Tip: Looking for answers? Try searching our database.

Sanitize file name

Thread view: 
Philipp - 25 Oct 2007 09:06 GMT
Hello,

On some platforms, file names cannot contain certain characters (eg. on
windows no ? is allowed in a file name and path).
Is there a way in the API to sanitize a user-supplied string so that it
can be used as a valid filename?
Is there a way to test if a filename is valid on a certain platform?

Thanks Phil
Andrew Thompson - 25 Oct 2007 10:47 GMT
...
>Is there a way to test if a filename is valid on a certain platform?

This E.G. makes for some interesting results, though I
am not sure if it really helps with the problem.  The
programmer would need to specially account for the
'last situation' where the user puts a character in the
name that is used as (or is generally understood to be)
a path separator.  

Irritatingly, although Win's path separator is '\', '/'
will apparently also work (here, on this Win XP pro
box).

<sscce>
import java.io.File;
import java.io.IOException;

class TestFileName {

 static void testFileName(String name) {
   try {
     File f = new File(name);
     System.out.println( f.getCanonicalPath() );
   } catch(IOException ioe) {
     System.err.println( ioe.getMessage()  + " '" + name + "'");
   }
 }

 public static void main(String[] args) {
   testFileName("123.txt");
   testFileName("12?3.txt");
   testFileName("12[3.txt");
   testFileName("12{3.txt");
   testFileName("12!3.txt");
   testFileName("12/3.txt");
 }
}
</sscce>

[OP]
D:\projects\123.txt
Invalid argument '12?3.txt'
D:\projects\12[3.txt
D:\projects\12{3.txt
D:\projects\12!3.txt
D:\projects\12\3.txt
Press any key to continue . . .
[\OP]

Signature

Andrew Thompson
http://www.athompson.info/andrew/

Philipp - 25 Oct 2007 13:36 GMT
> ..
>> Is there a way to test if a filename is valid on a certain platform?
[quoted text clipped - 45 lines]
> Press any key to continue . . .
> [\OP]

As far as I know the invalid characters for filenames are:
On Windows \ / : * ? " < > |
On UNIX :

Running your SSCCE with these signs (although in a different order)
gives (on WinXP):

[OP]
Invalid argument '12?3.txt'
D:\workspace\test\123.txt
Syntaxe du nom de fichier, de répertoire ou de volume incorrecte '12:3.txt'
D:\workspace\test\12[3.txt
D:\workspace\test\12{3.txt
D:\workspace\test\12!3.txt
D:\workspace\test\12\3.txt
D:\workspace\test\12;3.txt
D:\workspace\test\12<3.txt
D:\workspace\test\12>3.txt
Invalid argument '12*3.txt'
D:\workspace\test\12"3.txt
Syntaxe du nom de fichier, de répertoire ou de volume incorrecte '12|3.txt'
[/OP]

Note that the getCanonicalPath() method throws IOException for only some
of them. So this does not seem a good method to identify bad chars.

The method described in
http://forum.java.sun.com/thread.jspa?threadID=629458&start=0&tstart=0
(thanks Sabine for the link) actually creates the file. Well, that
definitely works, but it's really ugly (IMHO).

Best regards
Phil
Gordon Beaton - 25 Oct 2007 13:50 GMT
> As far as I know the invalid characters for filenames are:
> On Windows \ / : * ? " < > |
> On UNIX :

No, ':' should be valid on Unix, but read on...

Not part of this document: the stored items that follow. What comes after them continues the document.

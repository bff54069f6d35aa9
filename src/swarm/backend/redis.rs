//! The Redis driver.
//!
//! Peer records are Redis hashes and peer sets are Redis sets:
//!
//! Write                              | Command
//! ---|---
//! [`PutRecord`](Write::PutRecord)       | `HSET key field value [field value ...]`
//! [`ExpireRecord`](Write::ExpireRecord) | `EXPIRE key seconds`
//! [`DeleteRecord`](Write::DeleteRecord) | `DEL key`
//! [`AddMember`](Write::AddMember)       | `SADD set member`
//! [`RemoveMember`](Write::RemoveMember) | `SREM set member`
//!
//! Reads use `SMEMBERS` and one `HGETALL` per record, and the liveness probe
//! is `PING`. Every batch is sent as a pipeline: Redis runs each command
//! even when an earlier one failed. Atomic batches are wrapped in
//! `MULTI`/`EXEC`, so nothing runs unless `EXEC` arrives, but Redis does not
//! roll back a transaction when one of its commands fails (`WRONGTYPE`).
//!
//! Any failure on an established connection, I/O included, is a command
//! error: part of a pipeline may already have been applied.
use std::panic::Location;
use std::time::Duration;

use ::redis::{Commands as _, ConnectionLike as _};
use torrust_tracker_configuration::Store;
use torrust_tracker_primitives::StoreDriver;
use url::Url;

use super::{Connection, Connector, Record, Write, WriteBatch};
use crate::swarm::error::Error;

const DRIVER: StoreDriver = StoreDriver::Redis;

/// Dials Redis connections.
#[derive(Debug, Clone)]
pub struct Redis {
    client: ::redis::Client,
    dial_timeout: Duration,
    command_timeout: Duration,
}

impl Redis {
    /// It instantiates the Redis connector. No connection is opened yet.
    ///
    /// # Errors
    ///
    /// Will return `Error::InvalidAddress` if the address, database or
    /// password cannot be combined into a Redis URL.
    pub fn new(config: &Store) -> Result<Self, Error> {
        let url = connection_url(config)?;

        let client = ::redis::Client::open(url.as_str()).map_err(|err| Error::InvalidAddress {
            address: config.address.clone(),
            reason: err.to_string(),
            driver: DRIVER,
            location: Location::caller(),
        })?;

        Ok(Self {
            client,
            dial_timeout: config.pool.dial_timeout(),
            command_timeout: config.pool.command_timeout(),
        })
    }
}

/// Builds `redis://[:password@]address/database`. The password is
/// percent-encoded.
fn connection_url(config: &Store) -> Result<Url, Error> {
    let invalid = |reason: String| Error::InvalidAddress {
        address: config.address.clone(),
        reason,
        driver: DRIVER,
        location: Location::caller(),
    };

    let mut url = Url::parse(&format!("redis://{}/{}", config.address, config.database)).map_err(|err| invalid(err.to_string()))?;

    if let Some(password) = &config.password {
        url.set_password(Some(password))
            .map_err(|()| invalid("the address cannot carry a password".to_owned()))?;
    }

    Ok(url)
}

impl Connector for Redis {
    type Connection = RedisConnection;

    fn driver(&self) -> StoreDriver {
        DRIVER
    }

    fn dial(&self) -> Result<RedisConnection, Error> {
        let connection = self
            .client
            .get_connection_with_timeout(self.dial_timeout)
            .map_err(|err| Error::connection_failed(err, DRIVER))?;

        connection
            .set_read_timeout(Some(self.command_timeout))
            .and_then(|()| connection.set_write_timeout(Some(self.command_timeout)))
            .map_err(|err| Error::connection_failed(err, DRIVER))?;

        Ok(RedisConnection { connection })
    }
}

pub struct RedisConnection {
    connection: ::redis::Connection,
}

impl Connection for RedisConnection {
    fn ping(&mut self) -> Result<(), Error> {
        let _: String = ::redis::cmd("PING").query(&mut self.connection)?;
        Ok(())
    }

    fn write(&mut self, batch: &WriteBatch) -> Result<(), Error> {
        let mut pipe = ::redis::pipe();

        if batch.is_atomic() {
            pipe.atomic();
        }

        for write in batch {
            match write {
                Write::PutRecord { key, fields } => {
                    pipe.hset_multiple(key.as_str(), fields.as_slice()).ignore();
                }
                Write::ExpireRecord { key, ttl } => {
                    pipe.cmd("EXPIRE").arg(key.as_str()).arg(ttl.as_secs()).ignore();
                }
                Write::DeleteRecord { key } => {
                    pipe.del(key.as_str()).ignore();
                }
                Write::AddMember { set, member } => {
                    pipe.sadd(set.as_str(), member.as_str()).ignore();
                }
                Write::RemoveMember { set, member } => {
                    pipe.srem(set.as_str(), member.as_str()).ignore();
                }
            }
        }

        pipe.query::<()>(&mut self.connection)?;

        Ok(())
    }

    fn members(&mut self, set: &str) -> Result<Vec<String>, Error> {
        let members: Vec<String> = self.connection.smembers(set)?;
        Ok(members)
    }

    fn read_records(&mut self, keys: &[String]) -> Result<Vec<Option<Record>>, Error> {
        if keys.is_empty() {
            return Ok(vec![]);
        }

        let mut pipe = ::redis::pipe();

        for key in keys {
            pipe.hgetall(key.as_str());
        }

        let records: Vec<Record> = pipe.query(&mut self.connection)?;

        // `HGETALL` answers an empty hash for a missing key.
        Ok(records.into_iter().map(|record| (!record.is_empty()).then_some(record)).collect())
    }

    fn is_broken(&self) -> bool {
        !self.connection.is_open()
    }
}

AFAIK the only invalid char on traditional Unixy filesystems is '/'
because it's the path component separator, anything else should be ok.
That doesn't mean that other characters are *easy* to use or supported
by every tool though.

Note that what's valid or not is actually file system dependent, so
the answer really depends. For example, you can mount a VFAT, HPFS or
NTFS volume on your unix host, and the names are then limited by VFAT
or HPFS or NTFS as appropriate. There's more to consider than just
valid filename characters: max filename length and file length are
there too, among other things.

Personally I wouldn't try to put this logic into my application; leave
it in the OS where it belongs (and where it will always be correct).
If the user specifies a filename then just use it and be prepared to
fail gracefully.

/gordon

--
Lew - 25 Oct 2007 14:17 GMT
Philipp wrote:
>> As far as I know the invalid characters for filenames are:
>> On UNIX :

> No, ':' should be valid on Unix, but read on...

On my Fedora 7 box:

$ echo foo > temp\:.txt
$ ls *.txt
temp:.txt
$

Signature

Lew

Gordon Beaton - 25 Oct 2007 14:19 GMT
> On my Fedora 7 box:
>
> $ echo foo > temp\:.txt
> $ ls *.txt
> temp:.txt
> $

And there was probably no need to escape the ':' either (but that
depends on your choice of shell).

/gordon

--
Sherman Pendley - 25 Oct 2007 21:22 GMT
> Irritatingly, although Win's path separator is '\', '/'
> will apparently also work (here, on this Win XP pro
> box).

Any programmatic API I can think of that runs on Windows, in any language,
will accept both '/'s and '/'s as path delimiters. The command shell still
wants you to use backslashes, but that's pretty much it.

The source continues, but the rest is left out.